In other remarks to legislators, Cuba’s Minister of Economy and Planning, Alejandro Gil, said that the country was planning for a minimum growth rate of 1.5% in 2019 with no increase in debt.

Presenting the country’s economic plan for 2019 he indicated that austerity would continue and that rather than increase its indebtedness, Cuba would reduce imports by 11.2%, including food and fuel. He noted that the plan however envisaged increasing the level of national and foreign investment so as to give priority to areas including sustainable energy, tourism and the railway system.

In his remarks he made clear that “the plan has no reserve” and “there is no deficit but no surplus”.

“The 2019 plan is one of adjustment to current realities. We cannot spend more than we earn”. “Any increase in expenditure or failure in income will suppose a search of alternatives. The fundamental task is to meet the income (envisaged)”, Gil told members of the National Assembly.

Speaking subsequently on 1 January, on the occasion of 60th anniversary of the Cuban Revolution, Raúl Castro said that the Communist Party endorsed President Díaz-Canel’s analysis reiterating his words about the centrality of resolving the country’s economic problems and the need for ‘a more proactive, intelligent and concrete attitude’ among leaders.

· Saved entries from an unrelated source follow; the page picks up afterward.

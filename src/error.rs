use std::{fmt, io};

use reqwest::Url;

/// Failure to determine the next call after a QoS condition.
///
/// Every variant is an I/O-class failure from the caller's point of view and
/// converts into [`std::io::Error`].
#[derive(Debug, thiserror::Error)]
pub enum DispatchError {
    /// The URL selector has no alternative host for the current URL.
    #[error("failed to determine valid next URL after {url}")]
    NoNextUrl { url: Url },
    /// The redirect target did not resolve to any known base URL.
    #[error(
        "failed to determine valid redirect URL for Location header '{location}' and base URLs {}",
        DisplayUrls(.base_urls)
    )]
    UnresolvedRedirect {
        /// Raw redirect target as sent by the server.
        location: String,
        /// Base URLs known to the selector at the time of the failure.
        base_urls: Vec<Url>,
    },
    /// The dispatcher-wide redirect ceiling has been reached.
    #[error(
        "exceeded the maximum number of allowed redirects ({max_redirects}) for initial URL: {url}"
    )]
    RedirectBudgetExceeded { url: Url, max_redirects: usize },
    /// A QoS signal outside the recognized throttle/unavailable/redirect cases.
    #[error("unknown QoS condition: {0}")]
    UnknownCondition(String),
}

impl DispatchError {
    /// Returns `true` when the URL selector could not produce a target.
    pub fn is_resolution_failure(&self) -> bool {
        matches!(
            self,
            Self::NoNextUrl { .. } | Self::UnresolvedRedirect { .. }
        )
    }

    pub fn is_redirect_budget_exceeded(&self) -> bool {
        matches!(self, Self::RedirectBudgetExceeded { .. })
    }
}

impl From<DispatchError> for io::Error {
    fn from(err: DispatchError) -> Self {
        io::Error::other(err)
    }
}

struct DisplayUrls<'a>(&'a [Url]);

impl fmt::Display for DisplayUrls<'_> {
    fn fmt(&self, f: &mut fmt::Formatter<'_>) -> fmt::Result {
        f.write_str("[")?;
        for (index, url) in self.0.iter().enumerate() {
            if index > 0 {
                f.write_str(", ")?;
            }
            f.write_str(url.as_str())?;
        }
        f.write_str("]")
    }
}

/// Error type returned by [`QosClient`](crate::QosClient).
#[derive(Debug, thiserror::Error)]
pub enum QosError {
    /// Network or request execution error from `reqwest`.
    #[error("transport error: {0}")]
    Transport(reqwest::Error),
    /// Non-success HTTP status code with raw response body.
    #[error("http error {status}: {body}")]
    Http { status: u16, body: String },
    /// The dispatcher could not determine the next call.
    #[error(transparent)]
    Dispatch(#[from] DispatchError),
    /// Invalid client configuration.
    #[error("config error: {0}")]
    Config(String),
}
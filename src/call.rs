use reqwest::{
    header::{HeaderMap, HeaderName, HeaderValue},
    Method, Url,
};

/// Immutable description of an HTTP request.
///
/// Only the URL is ever rewritten by the dispatcher; method, headers and body
/// are carried over unchanged.
#[derive(Clone, Debug, PartialEq, Eq)]
pub struct Request {
    method: Method,
    url: Url,
    headers: HeaderMap,
    body: Option<Vec<u8>>,
}

impl Request {
    pub fn new(method: Method, url: Url) -> Self {
        Self {
            method,
            url,
            headers: HeaderMap::new(),
            body: None,
        }
    }

    pub fn get(url: Url) -> Self {
        Self::new(Method::GET, url)
    }

    pub fn post(url: Url) -> Self {
        Self::new(Method::POST, url)
    }

    /// Appends a header, keeping any existing values for the same name.
    pub fn with_header(mut self, name: HeaderName, value: HeaderValue) -> Self {
        self.headers.append(name, value);
        self
    }

    pub fn with_body(mut self, body: impl Into<Vec<u8>>) -> Self {
        self.body = Some(body.into());
        self
    }

    /// Returns a copy of this request targeting `url`.
    pub fn with_url(&self, url: Url) -> Self {
        Self {
            url,
            ..self.clone()
        }
    }

    pub fn method(&self) -> &Method {
        &self.method
    }

    pub fn url(&self) -> &Url {
        &self.url
    }

    pub fn headers(&self) -> &HeaderMap {
        &self.headers
    }

    pub fn body(&self) -> Option<&[u8]> {
        self.body.as_deref()
    }
}

/// An unsent call wrapping exactly one [`Request`].
#[derive(Clone, Debug, PartialEq, Eq)]
pub struct Call {
    request: Request,
}

impl Call {
    pub fn new(request: Request) -> Self {
        Self { request }
    }

    pub fn request(&self) -> &Request {
        &self.request
    }

    pub fn into_request(self) -> Request {
        self.request
    }
}

/// Builds calls for a transport.
///
/// Implementations must be shareable across threads; the dispatcher calls
/// them concurrently.
pub trait CallFactory: Send + Sync {
    /// Builds a fresh, unsent call from `request`.
    fn new_call(&self, request: Request) -> Call;

    /// Returns an unsent duplicate of `call`.
    fn clone_call(&self, call: &Call) -> Call {
        call.clone()
    }
}
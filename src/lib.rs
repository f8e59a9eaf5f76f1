//! `qos-http` reacts to server-signaled quality-of-service conditions on
//! HTTP calls.
//!
//! The core is [`QosDispatcher::next_call`], which maps a failed call and its
//! [`QosCondition`] to the call to issue next:
//! - [`QosCondition::Throttle`]: retry the same call
//! - [`QosCondition::Unavailable`]: move to the next host in rotation
//! - [`QosCondition::RetryOther`]: follow a server redirect, bounded by a
//!   dispatcher-wide redirect budget
//!
//! [`QosClient`] drives the dispatcher over a `reqwest` transport.

mod call;
mod client;
mod condition;
mod dispatcher;
mod error;
mod options;
mod transport;
mod url_selector;

pub use call::{Call, CallFactory, Request};
pub use client::QosClient;
pub use condition::QosCondition;
pub use dispatcher::{QosDispatcher, DEFAULT_MAX_REDIRECTS};
pub use error::{DispatchError, QosError};
pub use options::{ClientConfig, ClientOptions};
pub use transport::ReqwestTransport;
pub use url_selector::{RoundRobinUrlSelector, UrlSelector};

pub type Result<T> = std::result::Result<T, QosError>;
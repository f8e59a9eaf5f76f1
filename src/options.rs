use serde::Deserialize;

use crate::{dispatcher::DEFAULT_MAX_REDIRECTS, QosError, Result};

/// Configures HTTP timeout, retry and redirect behavior.
#[derive(Clone, Debug, Eq, PartialEq, Deserialize)]
#[serde(default)]
pub struct ClientOptions {
    /// Per-request timeout in milliseconds.
    pub timeout_ms: u64,
    /// Maximum number of QoS retries after the initial attempt.
    pub max_retries: usize,
    /// Base retry backoff in milliseconds (exponential strategy).
    pub retry_backoff_ms: u64,
    /// Ceiling on server-directed redirects over the client's lifetime.
    pub max_redirects: usize,
    /// Upper bound on a server-requested `Retry-After` delay, in milliseconds.
    pub max_retry_after_ms: u64,
}

impl Default for ClientOptions {
    fn default() -> Self {
        Self {
            timeout_ms: 10_000,
            max_retries: 4,
            retry_backoff_ms: 250,
            max_redirects: DEFAULT_MAX_REDIRECTS,
            max_retry_after_ms: 30_000,
        }
    }
}

/// Base URLs plus options, as loaded from a JSON document.
///
/// ```
/// use qos_http::ClientConfig;
///
/// let config = ClientConfig::from_json(
///     r#"{ "base_urls": ["https://a.example/api", "https://b.example/api"],
///          "options": { "max_retries": 2 } }"#,
/// )
/// .unwrap();
/// assert_eq!(config.options.max_retries, 2);
/// assert_eq!(config.options.max_redirects, 20);
/// ```
#[derive(Clone, Debug, Eq, PartialEq, Deserialize)]
pub struct ClientConfig {
    pub base_urls: Vec<String>,
    #[serde(default)]
    pub options: ClientOptions,
}

impl ClientConfig {
    pub fn from_json(json: &str) -> Result<Self> {
        serde_json::from_str(json)
            .map_err(|err| QosError::Config(format!("invalid client config JSON: {err}")))
    }
}
use serde::{Deserialize, Serialize};

use crate::errors::Result;

/// Configuration for the advisor subsystem.
///
/// An absent (or empty) `helper_path` disables the whole subsystem: no worker
/// threads are started and no helper processes are spawned.
#[derive(Debug, Clone, Serialize, Deserialize)]
pub struct AdvisorConfig {
    /// Path to the helper engine executable. `None` disables the subsystem.
    pub helper_path: Option<String>,
    /// `key=value;key=value` option string sent to worker 0's helper.
    /// The root helper analyzes in unbounded mode and gets its own tuning.
    pub root_options: String,
    /// Option string sent to every other worker's helper.
    pub worker_options: String,
    /// Number of worker threads (and helper processes).
    pub workers: usize,
    /// Base per-request time budget in milliseconds for bounded queries.
    pub base_movetime_ms: u64,
    /// Nodes deeper than this are accepted with probability 1/depth.
    pub max_defer_depth: usize,
    /// Intermediate PV lines must report a search depth strictly greater
    /// than this to be accepted into the output queue.
    pub min_accept_depth: usize,
    /// Endgame tablebase directory forwarded to helpers that advertise
    /// a SyzygyPath option during the handshake.
    pub tablebase_path: Option<String>,
    /// Diagnostic verbosity: 3 enables per-move summaries, 5 per-request
    /// tracing, 9 echoes every helper line.
    pub verbosity: u8,
}

impl Default for AdvisorConfig {
    fn default() -> Self {
        Self {
            helper_path: None,
            root_options: "Threads=1;Hash=256".to_string(),
            worker_options: "Threads=1;Hash=64".to_string(),
            workers: num_cpus::get().clamp(1, 4),
            base_movetime_ms: 100,
            max_defer_depth: 26,
            min_accept_depth: 14,
            tablebase_path: None,
            verbosity: 3,
        }
    }
}

impl AdvisorConfig {
    /// True when a helper executable is configured.
    pub fn enabled(&self) -> bool {
        matches!(&self.helper_path, Some(path) if !path.is_empty())
    }

    /// Option string for a given worker index. Worker 0 (continuous root
    /// analysis) uses a different tuning than the in-tree probes.
    pub fn options_for(&self, index: usize) -> &str {
        if index == 0 {
            &self.root_options
        } else {
            &self.worker_options
        }
    }

    /// Load a configuration from a JSON string.
    pub fn from_json(json: &str) -> Result<Self> {
        Ok(serde_json::from_str(json)?)
    }

    /// Serialize the configuration to pretty-printed JSON.
    pub fn to_json(&self) -> Result<String> {
        Ok(serde_json::to_string_pretty(self)?)
    }
}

Elsewhere in his remarks, he noted that the US Administration had again taken a path of confrontation and was presenting Cuba as a threat to the region. Senior US officials, with the complicity of some in the Cuban American community, who he referred to as “lackeys”, were, he said, disseminating falsehoods and trying to blame Cuba for the ills of the region.

“They are the same ones that declare the intention to continue forcing the deterioration of bilateral relations and promote new measures of economic, commercial and financial blockade to restrict the performance of the national economy, cause additional limitations in the consumption and welfare of the people, hinder even more foreign trade and curb the flow of foreign investment”.

The former President concluded his blistering criticism of the Trump Administration by noting that Cuba is not seeking a confrontation and “hope that the most balanced minds in the US Government can avoid it”.

He also made clear that Cuba was continuing to ensure its readiness “for all scenarios, including the worst” noting that Cuba’s strategic concept of the War of All the People, was included in the country’s new constitution and that it was the duty of Cuba to prepare meticulously.